Inferring from Figure 9, the LLM assistant could provide insightful feedback on the participant’s inquiries about not only the shape of the room (Figure 9d–f), but also the locations of the POIs (Figure 9b,c). In addition, it was able to recognize when the participant directly requested prescriptive information about the POIs and then provided guidance on how they should perform it and what they asked (Figure 9a). Specifically, for the irregularly shaped DATM (Figure 9d–f), the LLM assistant could confirm or explain vividly the visual details of the room shape, which was misunderstood by almost all participants in Group A. With such information, the participants from Group B could create much more similar drawings of this DATM than those from Group A. This highlighted the positive influence of the LLM assistant on improving the participant’s ability to understand the DATMs. Thus, it is highly promising to utilize the LLM assistant for the usage practice with existing DATMs for PVIs to promote real-life adoption.

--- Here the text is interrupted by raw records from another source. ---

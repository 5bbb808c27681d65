// Copyright 2025 eraflo
//
// Licensed under the Apache License, Version 2.0 (the "License");
// you may not use this file except in compliance with the License.
// You may obtain a copy of the License at
//
//     http://www.apache.org/licenses/LICENSE-2.0
//
// Unless required by applicable law or agreed to in writing, software
// distributed under the License is distributed on an "AS IS" BASIS,
// WITHOUT WARRANTIES OR CONDITIONS OF ANY KIND, either express or implied.
// See the License for the specific language governing permissions and
// limitations under the License.

//! Shared, single-assignment task results.

use crate::error::TaskError;
use crate::system::Shared;
use crate::task::TaskId;
use std::fmt;
use std::sync::atomic::{AtomicBool, Ordering};
use std::sync::{Arc, Condvar, Mutex, MutexGuard, OnceLock, PoisonError, Weak};
use std::time::{Duration, Instant};

/// The cell shared by a task's promise and every copy of its future.
pub(crate) struct FutureState<T> {
    task: TaskId,
    outcome: Mutex<Option<Result<T, TaskError>>>,
    /// Mirrors `outcome.is_some()`. Stored with `Release` after the outcome
    /// is written so an `Acquire` load that sees `true` also sees the value.
    ready: AtomicBool,
    resolved: Condvar,
    scheduler: OnceLock<Weak<Shared>>,
}

impl<T> FutureState<T> {
    fn lock(&self) -> MutexGuard<'_, Option<Result<T, TaskError>>> {
        self.outcome.lock().unwrap_or_else(PoisonError::into_inner)
    }

    fn resolve(&self, result: Result<T, TaskError>) {
        let mut outcome = self.lock();
        if outcome.is_none() {
            *outcome = Some(result);
            self.ready.store(true, Ordering::Release);
        }
        drop(outcome);
        self.resolved.notify_all();
    }

    fn is_ready(&self) -> bool {
        self.ready.load(Ordering::Acquire)
    }

    /// OS-blocks until resolved or until `deadline`. Returns readiness.
    fn block_until(&self, deadline: Option<Instant>) -> bool {
        let mut outcome = self.lock();
        while outcome.is_none() {
            match deadline {
                None => {
                    outcome = self
                        .resolved
                        .wait(outcome)
                        .unwrap_or_else(PoisonError::into_inner);
                }
                Some(deadline) => {
                    let now = Instant::now();
                    if now >= deadline {
                        return false;
                    }
                    outcome = self
                        .resolved
                        .wait_timeout(outcome, deadline - now)
                        .unwrap_or_else(PoisonError::into_inner)
                        .0;
                }
            }
        }
        true
    }

    /// Sleeps at most `pause`, waking early if the result lands.
    fn park(&self, pause: Duration) {
        let outcome = self.lock();
        if outcome.is_none() {
            let _ = self.resolved.wait_timeout(outcome, pause);
        }
    }
}

/// The producing side of a [`TaskFuture`], owned by the task model.
///
/// Dropping an unfulfilled promise resolves the future with
/// [`TaskError::Abandoned`], so waiters never hang on lost tasks.
pub(crate) struct Promise<T> {
    state: Arc<FutureState<T>>,
    fulfilled: bool,
}

impl<T> Promise<T> {
    pub(crate) fn new(task: TaskId) -> (Self, TaskFuture<T>) {
        let state = Arc::new(FutureState {
            task,
            outcome: Mutex::new(None),
            ready: AtomicBool::new(false),
            resolved: Condvar::new(),
            scheduler: OnceLock::new(),
        });
        let future = TaskFuture {
            state: Arc::clone(&state),
        };
        (
            Self {
                state,
                fulfilled: false,
            },
            future,
        )
    }

    pub(crate) fn complete(mut self, result: Result<T, TaskError>) {
        self.state.resolve(result);
        self.fulfilled = true;
    }

    /// Records which scheduler owns the task, for cooperative waiting and
    /// cancellation. The first binding wins.
    pub(crate) fn bind(&self, scheduler: &Weak<Shared>) {
        let _ = self.state.scheduler.set(scheduler.clone());
    }
}

impl<T> Drop for Promise<T> {
    fn drop(&mut self) {
        if !self.fulfilled {
            log::trace!("{} dropped without running", self.state.task);
            self.state
                .resolve(Err(TaskError::Abandoned {
                    task: self.state.task,
                }));
        }
    }
}

/// A shared handle to the eventual result of a task.
///
/// Clones observe the same result. Waiting from a thread owned by the task's
/// scheduler is cooperative: the thread keeps executing other ready tasks
/// until the result lands. Any other thread simply blocks.
pub struct TaskFuture<T> {
    state: Arc<FutureState<T>>,
}

impl<T> Clone for TaskFuture<T> {
    fn clone(&self) -> Self {
        Self {
            state: Arc::clone(&self.state),
        }
    }
}

impl<T> TaskFuture<T> {
    /// The id of the task producing this result.
    pub fn task_id(&self) -> TaskId {
        self.state.task
    }

    /// Non-blocking readiness check. Once `true`, stays `true`.
    pub fn is_ready(&self) -> bool {
        self.state.is_ready()
    }

    /// Waits until the task completed, failed, was cancelled or dropped.
    pub fn wait(&self) {
        self.wait_until(None);
    }

    /// Waits at most `timeout`. Returns whether the result is available.
    pub fn wait_for(&self, timeout: Duration) -> bool {
        self.wait_until(Instant::now().checked_add(timeout))
    }

    fn wait_until(&self, deadline: Option<Instant>) -> bool {
        if self.is_ready() {
            return true;
        }
        match self.cooperative_scheduler() {
            Some((shared, index)) => shared.help_until(
                index,
                deadline,
                || self.is_ready(),
                |pause| self.state.park(pause),
            ),
            None => self.state.block_until(deadline),
        }
    }

    /// The scheduler to help, if the calling thread belongs to it.
    fn cooperative_scheduler(&self) -> Option<(Arc<Shared>, usize)> {
        let shared = self.state.scheduler.get()?.upgrade()?;
        let index = shared.current_thread_index()?;
        Some((shared, index))
    }

    /// Removes the task from its queue if it has not started yet. The
    /// future then resolves with [`TaskError::Cancelled`].
    pub fn cancel(&self) -> bool {
        if self.is_ready() {
            return false;
        }
        match self.state.scheduler.get().and_then(Weak::upgrade) {
            Some(shared) => shared.cancel(self.state.task),
            None => false,
        }
    }
}

impl<T: Clone> TaskFuture<T> {
    /// Waits for the task and returns a copy of its result.
    pub fn get(&self) -> Result<T, TaskError> {
        self.wait();
        self.peek()
            .unwrap_or(Err(TaskError::Abandoned { task: self.task_id() }))
    }

    /// Returns the result if it is already available.
    pub fn try_get(&self) -> Option<Result<T, TaskError>> {
        if self.is_ready() {
            self.peek()
        } else {
            None
        }
    }

    fn peek(&self) -> Option<Result<T, TaskError>> {
        self.state.lock().clone()
    }
}

impl<T> fmt::Debug for TaskFuture<T> {
    fn fmt(&self, f: &mut fmt::Formatter<'_>) -> fmt::Result {
        f.debug_struct("TaskFuture")
            .field("task", &self.state.task)
            .field("ready", &self.is_ready())
            .finish()
    }
}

Nevertheless, two participants (hereinafter referred to as P1 and P2) did not think the LLM assistant in this study was helpful for them when using the prototype, although not denying its accuracy and intuitiveness. P1 commented that the responses she received were indeed accurate and intuitive, but, “hard to capture the idea at only one time hearing”, and that she could, “fully understand only when reading them” (during evaluation for Q1 and Q2). “The way it answered was so polished… like reading [the answer] straight from a textbook than [how a human normally] answered”, P1 added. This suggests that the LLM assistant should be tailored to provide responses in a more compact and spoken language style, and should confirm whether the user understands its responses.

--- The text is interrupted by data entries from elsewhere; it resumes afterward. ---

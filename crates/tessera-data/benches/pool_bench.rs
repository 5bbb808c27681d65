// Copyright 2025 eraflo
//
// Licensed under the Apache License, Version 2.0 (the "License");
// you may not use this file except in compliance with the License.
// You may obtain a copy of the License at
//
//     http://www.apache.org/licenses/LICENSE-2.0
//
// Unless required by applicable law or agreed to in writing, software
// distributed under the License is distributed on an "AS IS" BASIS,
// WITHOUT WARRANTIES OR CONDITIONS OF ANY KIND, either express or implied.
// See the License for the specific language governing permissions and
// limitations under the License.

use criterion::{criterion_group, criterion_main, Criterion};
use std::hint::black_box;
use tessera_data::{DynamicHandleObjectSet, HandleObjectSet};

#[derive(Debug, Clone, Copy, Default)]
struct Transform([f32; 16]);

fn bench_pools(c: &mut Criterion) {
    let mut group = c.benchmark_group("Handle Object Sets");

    group.bench_function("fixed create+free (1024)", |b| {
        let pool = HandleObjectSet::<Transform, 1024>::new();
        b.iter(|| {
            let handles: Vec<_> = (0..1024).map(|_| pool.create(Transform::default())).collect();
            for handle in handles {
                black_box(pool.free(handle));
            }
        });
    });

    group.bench_function("dynamic create+free (1024)", |b| {
        let pool = DynamicHandleObjectSet::<Transform, 256>::new();
        b.iter(|| {
            let handles: Vec<_> = (0..1024).map(|_| pool.create(Transform::default())).collect();
            for handle in handles {
                black_box(pool.free(handle));
            }
        });
    });

    let pool = DynamicHandleObjectSet::<Transform, 256>::new();
    let handles: Vec<_> = (0..10_000).map(|_| pool.create(Transform::default())).collect();
    group.bench_function("dynamic fetch (10k)", |b| {
        b.iter(|| {
            let mut sum = 0.0;
            for handle in &handles {
                if let Some(transform) = pool.fetch(*handle) {
                    sum += transform.0[0];
                }
            }
            black_box(sum)
        });
    });

    group.finish();
}

criterion_group!(benches, bench_pools);
criterion_main!(benches);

On the other hand, P2 found it hard to come up with questions to ask or to describe her understanding to confirm with the LLM assistant. She said, “I could imagine it in my head but to actually say it, it was hard […] Now looking at it with my eyes, I realize what I should have asked.” Thus, instead of reactively waiting for prompts and only providing confirmation of the user’s understanding, the LLM assistant should also proactively guide them on how to ask or express his/her thoughts.

Based on the above comments from P1 and P2, future works should focus on optimizing the behavior of the LLM assistant to make it perform more closely to a human trainer for the PVIs. Thus, it is desirable to involve human trainers for the PVIs in the design of the LLM assistant to construct proper expert data for efficient fine-tuning and behavior cloning [42]. For example, the human trainers can prepare a set of typical inquires and responses that align with the philosophy in the training documents for PVIs and fine-tune the LLM assistant based on them.

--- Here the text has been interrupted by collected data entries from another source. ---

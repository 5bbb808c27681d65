// Copyright 2025 eraflo
//
// Licensed under the Apache License, Version 2.0 (the "License");
// you may not use this file except in compliance with the License.
// You may obtain a copy of the License at
//
//     http://www.apache.org/licenses/LICENSE-2.0
//
// Unless required by applicable law or agreed to in writing, software
// distributed under the License is distributed on an "AS IS" BASIS,
// WITHOUT WARRANTIES OR CONDITIONS OF ANY KIND, either express or implied.
// See the License for the specific language governing permissions and
// limitations under the License.

//! The type-erased unit of work.

use crate::args::TaskArgs;
use crate::error::TaskError;
use crate::future::{Promise, TaskFuture};
use crate::system::Shared;
use std::any::Any;
use std::fmt;
use std::panic::{catch_unwind, AssertUnwindSafe};
use std::sync::atomic::{AtomicU64, Ordering};
use std::sync::Weak;

static NEXT_TASK_ID: AtomicU64 = AtomicU64::new(1);

/// Process-wide, monotonically increasing task identifier.
#[derive(Debug, Clone, Copy, PartialEq, Eq, PartialOrd, Ord, Hash)]
pub struct TaskId(u64);

impl TaskId {
    fn next() -> Self {
        Self(NEXT_TASK_ID.fetch_add(1, Ordering::Relaxed))
    }

    /// The raw counter value.
    pub fn get(self) -> u64 {
        self.0
    }

    #[cfg(test)]
    pub(crate) fn for_tests(raw: u64) -> Self {
        Self(raw)
    }
}

impl fmt::Display for TaskId {
    fn fmt(&self, f: &mut fmt::Formatter<'_>) -> fmt::Result {
        write!(f, "task#{}", self.0)
    }
}

/// What a [`Task`] erases: something that can report readiness and be run or
/// cancelled exactly once.
trait Runnable: Send {
    fn is_ready(&self) -> bool;
    fn run(self: Box<Self>, id: TaskId);
    fn cancel(self: Box<Self>, id: TaskId);
    fn bind(&self, scheduler: &Weak<Shared>);
}

/// A callable whose inputs are all available.
struct ReadyModel<F, R> {
    func: F,
    promise: Promise<R>,
}

impl<F, R> Runnable for ReadyModel<F, R>
where
    F: FnOnce() -> R + Send,
    R: Send + 'static,
{
    fn is_ready(&self) -> bool {
        true
    }

    fn run(self: Box<Self>, id: TaskId) {
        let Self { func, promise } = *self;
        promise.complete(invoke(id, func));
    }

    fn cancel(self: Box<Self>, id: TaskId) {
        self.promise.complete(Err(TaskError::Cancelled { task: id }));
    }

    fn bind(&self, scheduler: &Weak<Shared>) {
        self.promise.bind(scheduler);
    }
}

/// A callable waiting on futures produced by other tasks.
struct AwaitableModel<A, F, R> {
    args: A,
    func: F,
    promise: Promise<R>,
}

impl<A, F, R> Runnable for AwaitableModel<A, F, R>
where
    A: TaskArgs + Send,
    F: FnOnce(A::Output) -> R + Send,
    R: Send + 'static,
{
    fn is_ready(&self) -> bool {
        self.args.is_ready()
    }

    fn run(self: Box<Self>, id: TaskId) {
        let Self {
            args,
            func,
            promise,
        } = *self;
        // Resolving blocks (cooperatively) if the task is run before it is
        // ready; schedulers only run it once `is_ready` said so.
        let result = args.resolve().and_then(|inputs| invoke(id, move || func(inputs)));
        promise.complete(result);
    }

    fn cancel(self: Box<Self>, id: TaskId) {
        self.promise.complete(Err(TaskError::Cancelled { task: id }));
    }

    fn bind(&self, scheduler: &Weak<Shared>) {
        self.promise.bind(scheduler);
    }
}

fn invoke<R>(id: TaskId, func: impl FnOnce() -> R) -> Result<R, TaskError> {
    catch_unwind(AssertUnwindSafe(func)).map_err(|payload| {
        let message = panic_message(payload.as_ref());
        log::warn!("{id} panicked: {message}");
        TaskError::Panicked { task: id, message }
    })
}

fn panic_message(payload: &(dyn Any + Send)) -> String {
    if let Some(message) = payload.downcast_ref::<&str>() {
        (*message).to_string()
    } else if let Some(message) = payload.downcast_ref::<String>() {
        message.clone()
    } else {
        "non-string panic payload".to_string()
    }
}

/// A type-erased, single-shot unit of work.
///
/// [`run`](Task::run) and [`cancel`](Task::cancel) consume the task, so the
/// wrapped callable runs at most once no matter how often the task is polled
/// for readiness or moved between queues. Dropping a task without running it
/// resolves its future with [`TaskError::Abandoned`].
pub struct Task {
    id: TaskId,
    runnable: Box<dyn Runnable>,
}

impl Task {
    /// The identifier assigned when the task was built.
    pub fn id(&self) -> TaskId {
        self.id
    }

    /// `true` once every input is available. Never regresses to `false`.
    pub fn is_ready(&self) -> bool {
        self.runnable.is_ready()
    }

    /// Runs the callable and publishes its result (or captured panic) to the
    /// task's future. Blocks if called before [`is_ready`](Task::is_ready).
    pub fn run(self) {
        self.runnable.run(self.id);
    }

    /// Resolves the future with [`TaskError::Cancelled`] without running.
    pub fn cancel(self) {
        self.runnable.cancel(self.id);
    }

    pub(crate) fn bind(&self, scheduler: &Weak<Shared>) {
        self.runnable.bind(scheduler);
    }
}

impl fmt::Debug for Task {
    fn fmt(&self, f: &mut fmt::Formatter<'_>) -> fmt::Result {
        f.debug_struct("Task")
            .field("id", &self.id)
            .field("ready", &self.is_ready())
            .finish()
    }
}

/// Wraps a callable whose inputs are already captured.
pub fn make_ready_task<F, R>(func: F) -> (Task, TaskFuture<R>)
where
    F: FnOnce() -> R + Send + 'static,
    R: Send + 'static,
{
    let id = TaskId::next();
    let (promise, future) = Promise::new(id);
    let task = Task {
        id,
        runnable: Box::new(ReadyModel { func, promise }),
    };
    (task, future)
}

/// Wraps a callable that consumes the values of `args` once they resolve.
///
/// `args` is a [`TaskFuture`], a `Vec` of task arguments, or a tuple mixing
/// futures with [`Ready`](crate::Ready) values. The callable receives the
/// resolved values with the same shape. If an input failed, the callable is
/// skipped and the input's error is propagated.
pub fn make_awaitable_task<A, F, R>(args: A, func: F) -> (Task, TaskFuture<R>)
where
    A: TaskArgs + Send + 'static,
    F: FnOnce(A::Output) -> R + Send + 'static,
    R: Send + 'static,
{
    let id = TaskId::next();
    let (promise, future) = Promise::new(id);
    let task = Task {
        id,
        runnable: Box::new(AwaitableModel {
            args,
            func,
            promise,
        }),
    };
    (task, future)
}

6.2. Concerns for Hallucination Problem

Despite the promising results, it is crucial to investigate the performance the LLM assistant in terms of hallucination, which is a critical problem of current LLM models and is receiving increasing attention lately. Hallucination refers to the phenomenon whereby the LLM responds to the user with false information [43]. In the case of the self-practice of DATM usage for PVIs in this study, hallucination describes the situation in which the LLM assistant provides a piece of information that does not align with the visual content of the DATM. Such a problem negatively affects the reliability of the self-practice module and the acquired usage skills of the PVIs. This subsection investigates two hallucination scenarios of the LLM assistant, as shown in Figure 10: when it was inquired about a non-existent POI (Figure 10a) and when the user insisted on false information about a POI (Figure 10b).

In the experiment of this study, almost all responses of the LLM assistant were correct (as graded by the subjective evaluation in Section 5.2). The only two incorrect responses were due to the mishearing of the participants’ verbal inquiries. Figure 10a shows an actual scenario happening during the experiment: The LLM assistant misheard the verbal inquiry of a participant and searched for a “Door 5” in the DATM. Still, it could realize that there was no such “Door 5” and responded reasonably. This was thanks to the prerequisite information about the set of considered POIs provided to the LLM assistant.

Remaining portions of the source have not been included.